Problem description » Your task is to retype the listing word for word.

------

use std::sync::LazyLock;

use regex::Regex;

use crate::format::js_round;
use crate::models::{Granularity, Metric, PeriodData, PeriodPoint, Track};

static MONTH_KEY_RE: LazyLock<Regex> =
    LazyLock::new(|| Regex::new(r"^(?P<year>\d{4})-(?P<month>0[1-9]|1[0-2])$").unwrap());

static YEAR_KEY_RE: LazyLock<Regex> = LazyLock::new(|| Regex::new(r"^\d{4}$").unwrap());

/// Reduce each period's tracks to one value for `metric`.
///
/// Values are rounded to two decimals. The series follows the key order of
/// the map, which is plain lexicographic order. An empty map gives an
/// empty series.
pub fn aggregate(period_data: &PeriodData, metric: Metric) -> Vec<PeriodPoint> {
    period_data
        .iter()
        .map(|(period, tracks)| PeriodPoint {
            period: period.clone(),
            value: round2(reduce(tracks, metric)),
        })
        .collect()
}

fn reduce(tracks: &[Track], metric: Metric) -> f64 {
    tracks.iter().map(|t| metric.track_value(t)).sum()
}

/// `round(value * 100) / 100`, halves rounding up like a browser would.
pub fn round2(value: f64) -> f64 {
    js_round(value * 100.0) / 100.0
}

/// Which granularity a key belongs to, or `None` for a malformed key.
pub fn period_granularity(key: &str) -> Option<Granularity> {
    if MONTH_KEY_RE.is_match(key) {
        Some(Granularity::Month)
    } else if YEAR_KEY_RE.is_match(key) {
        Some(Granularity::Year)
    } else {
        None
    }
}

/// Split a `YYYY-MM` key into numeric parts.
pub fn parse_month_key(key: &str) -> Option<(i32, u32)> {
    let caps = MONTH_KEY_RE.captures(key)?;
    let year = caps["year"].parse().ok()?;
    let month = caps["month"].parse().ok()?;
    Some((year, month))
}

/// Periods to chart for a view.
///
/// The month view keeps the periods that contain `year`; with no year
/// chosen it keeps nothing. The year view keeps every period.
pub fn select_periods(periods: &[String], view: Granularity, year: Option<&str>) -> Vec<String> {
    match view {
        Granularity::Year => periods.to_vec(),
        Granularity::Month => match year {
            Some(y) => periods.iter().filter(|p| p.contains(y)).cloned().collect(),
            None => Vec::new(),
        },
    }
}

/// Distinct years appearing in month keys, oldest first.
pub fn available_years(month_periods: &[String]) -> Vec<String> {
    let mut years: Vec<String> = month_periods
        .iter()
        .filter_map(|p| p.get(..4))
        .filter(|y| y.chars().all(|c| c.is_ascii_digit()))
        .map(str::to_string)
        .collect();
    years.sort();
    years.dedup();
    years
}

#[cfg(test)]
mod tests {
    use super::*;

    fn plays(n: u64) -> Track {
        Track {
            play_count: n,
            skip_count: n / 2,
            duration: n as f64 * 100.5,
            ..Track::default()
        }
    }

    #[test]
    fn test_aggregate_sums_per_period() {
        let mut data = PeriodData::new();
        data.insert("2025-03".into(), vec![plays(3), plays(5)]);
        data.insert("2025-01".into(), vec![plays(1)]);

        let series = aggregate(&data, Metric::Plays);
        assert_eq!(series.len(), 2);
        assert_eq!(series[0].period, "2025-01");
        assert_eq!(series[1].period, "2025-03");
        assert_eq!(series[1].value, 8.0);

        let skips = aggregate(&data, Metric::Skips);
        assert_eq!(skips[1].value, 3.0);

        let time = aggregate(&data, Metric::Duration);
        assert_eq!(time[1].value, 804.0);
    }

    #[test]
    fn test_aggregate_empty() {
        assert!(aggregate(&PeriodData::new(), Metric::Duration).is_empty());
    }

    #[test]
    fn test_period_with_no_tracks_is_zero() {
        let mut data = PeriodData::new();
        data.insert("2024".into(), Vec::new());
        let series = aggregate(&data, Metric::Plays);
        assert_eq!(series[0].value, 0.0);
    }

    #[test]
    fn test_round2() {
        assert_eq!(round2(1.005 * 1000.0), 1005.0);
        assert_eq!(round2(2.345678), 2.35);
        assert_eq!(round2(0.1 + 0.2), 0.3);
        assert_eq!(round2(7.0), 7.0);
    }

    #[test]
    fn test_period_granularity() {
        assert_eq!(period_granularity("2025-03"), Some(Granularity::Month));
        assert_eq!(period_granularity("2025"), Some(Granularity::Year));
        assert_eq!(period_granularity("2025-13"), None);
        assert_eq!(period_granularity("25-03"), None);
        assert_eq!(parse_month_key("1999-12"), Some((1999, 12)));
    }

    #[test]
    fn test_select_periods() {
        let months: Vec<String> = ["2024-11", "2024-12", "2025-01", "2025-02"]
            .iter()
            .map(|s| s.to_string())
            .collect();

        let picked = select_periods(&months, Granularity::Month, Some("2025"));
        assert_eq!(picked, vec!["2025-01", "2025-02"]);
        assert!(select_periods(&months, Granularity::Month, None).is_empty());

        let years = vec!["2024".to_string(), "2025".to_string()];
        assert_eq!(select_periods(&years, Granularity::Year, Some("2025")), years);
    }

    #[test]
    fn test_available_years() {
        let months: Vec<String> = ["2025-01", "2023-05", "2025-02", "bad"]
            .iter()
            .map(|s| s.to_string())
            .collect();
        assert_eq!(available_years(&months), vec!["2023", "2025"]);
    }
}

------

Task output »
use std::sync::LazyLock;

use regex::Regex;

use crate::format::js_round;
use crate::models::{Granularity, Metric, PeriodData, PeriodPoint, Track};

static MONTH_KEY_RE: LazyLock<Regex> =
    LazyLock::new(|| Regex::new(r"^(?P<year>\d{4})-(?P<month>0[1-9]|1[0-2])$").unwrap());

static YEAR_KEY_RE: LazyLock<Regex> = LazyLock::new(|| Regex::new(r"^\d{4}$").unwrap());

/// Reduce each period's tracks to one value for `metric`.
///
/// Values are rounded to two decimals. The series follows the key order of
/// the map, which is plain lexicographic order. An empty map gives an
/// empty series.
pub fn aggregate(period_data: &PeriodData, metric: Metric) -> Vec<PeriodPoint> {
    period_data
        .iter()
        .map(|(period, tracks)| PeriodPoint {
            period: period.clone(),
            value: round2(reduce(tracks, metric)),
        })
        .collect()
}

fn reduce(tracks: &[Track], metric: Metric) -> f64 {
    tracks.iter().map(|t| metric.track_value(t)).sum()
}

/// `round(value * 100) / 100`, halves rounding up like a browser would.
pub fn round2(value: f64) -> f64 {
    js_round(value * 100.0) / 100.0
}

/// Which granularity a key belongs to, or `None` for a malformed key.
pub fn period_granularity(key: &str) -> Option<Granularity> {
    if MONTH_KEY_RE.is_match(key) {
        Some(Granularity::Month)
    } else if YEAR_KEY_RE.is_match(key) {
        Some(Granularity::Year)
    } else {
        None
    }
}

/// Split a `YYYY-MM` key into numeric parts.
pub fn parse_month_key(key: &str) -> Option<(i32, u32)> {
    let caps = MONTH_KEY_RE.captures(key)?;
    let year = caps["year"].parse().ok()?;
    let month = caps["month"].parse().ok()?;
    Some((year, month))
}

/// Periods to chart for a view.
///
/// The month view keeps the periods that contain `year`; with no year
/// chosen it keeps nothing. The year view keeps every period.
pub fn select_periods(periods: &[String], view: Granularity, year: Option<&str>) -> Vec<String> {
    match view {
        Granularity::Year => periods.to_vec(),
        Granularity::Month => match year {
            Some(y) => periods.iter().filter(|p| p.contains(y)).cloned().collect(),
            None => Vec::new(),
        },
    }
}

/// Distinct years appearing in month keys, oldest first.
pub fn available_years(month_periods: &[String]) -> Vec<String> {
    let mut years: Vec<String> = month_periods
        .iter()
        .filter_map(|p| p.get(..4))
        .filter(|y| y.chars().all(|c| c.is_ascii_digit()))
        .map(str::to_string)
        .collect();
    years.sort();
    years.dedup();
    years
}

#[cfg(test)]
mod tests {
    use super::*;

    fn plays(n: u64) -> Track {
        Track {
            play_count: n,
            skip_count: n / 2,
            duration: n as f64 * 100.5,
            ..Track::default()
        }
    }

    #[test]
    fn test_aggregate_sums_per_period() {
        let mut data = PeriodData::new();
        data.insert("2025-03".into(), vec![plays(3), plays(5)]);
        data.insert("2025-01".into(), vec![plays(1)]);

        let series = aggregate(&data, Metric::Plays);
        assert_eq!(series.len(), 2);
        assert_eq!(series[0].period, "2025-01");
        assert_eq!(series[1].period, "2025-03");
        assert_eq!(series[1].value, 8.0);

        let skips = aggregate(&data, Metric::Skips);
        assert_eq!(skips[1].value, 3.0);

        let time = aggregate(&data, Metric::Duration);
        assert_eq!(time[1].value, 804.0);
    }

    #[test]
    fn test_aggregate_empty() {
        assert!(aggregate(&PeriodData::new(), Metric::Duration).is_empty());
    }

    #[test]
    fn test_period_with_no_tracks_is_zero() {
        let mut data = PeriodData::new();
        data.insert("2024".into(), Vec::new());
        let series = aggregate(&data, Metric::Plays);
        assert_eq!(series[0].value, 0.0);
    }

    #[test]
    fn test_round2() {
        assert_eq!(round2(1.005 * 1000.0), 1005.0);
        assert_eq!(round2(2.345678), 2.35);
        assert_eq!(round2(0.1 + 0.2), 0.3);
        assert_eq!(round2(7.0), 7.0);
    }

    #[test]
    fn test_period_granularity() {
        assert_eq!(period_granularity("2025-03"), Some(Granularity::Month));
        assert_eq!(period_granularity("2025"), Some(Granularity::Year));
        assert_eq!(period_granularity("2025-13"), None);
        assert_eq!(period_granularity("25-03"), None);
        assert_eq!(parse_month_key("1999-12"), Some((1999, 12)));
    }

    #[test]
    fn test_select_periods() {
        let months: Vec<String> = ["2024-11", "2024-12", "2025-01", "2025-02"]
            .iter()
            .map(|s| s.to_string())
            .collect();

        let picked = select_periods(&months, Granularity::Month, Some("2025"));
        assert_eq!(picked, vec!["2025-01", "2025-02"]);
        assert!(select_periods(&months, Granularity::Month, None).is_empty());

        let years = vec!["2024".to_string(), "2025".to_string()];
        assert_eq!(select_periods(&years, Granularity::Year, Some("2025")), years);
    }

    #[test]
    fn test_available_years() {
        let months: Vec<String> = ["2025-01", "2023-05", "2025-02", "bad"]
            .iter()
            .map(|s| s.to_string())
            .collect();
        assert_eq!(available_years(&months), vec!["2023", "2025"]);
    }
}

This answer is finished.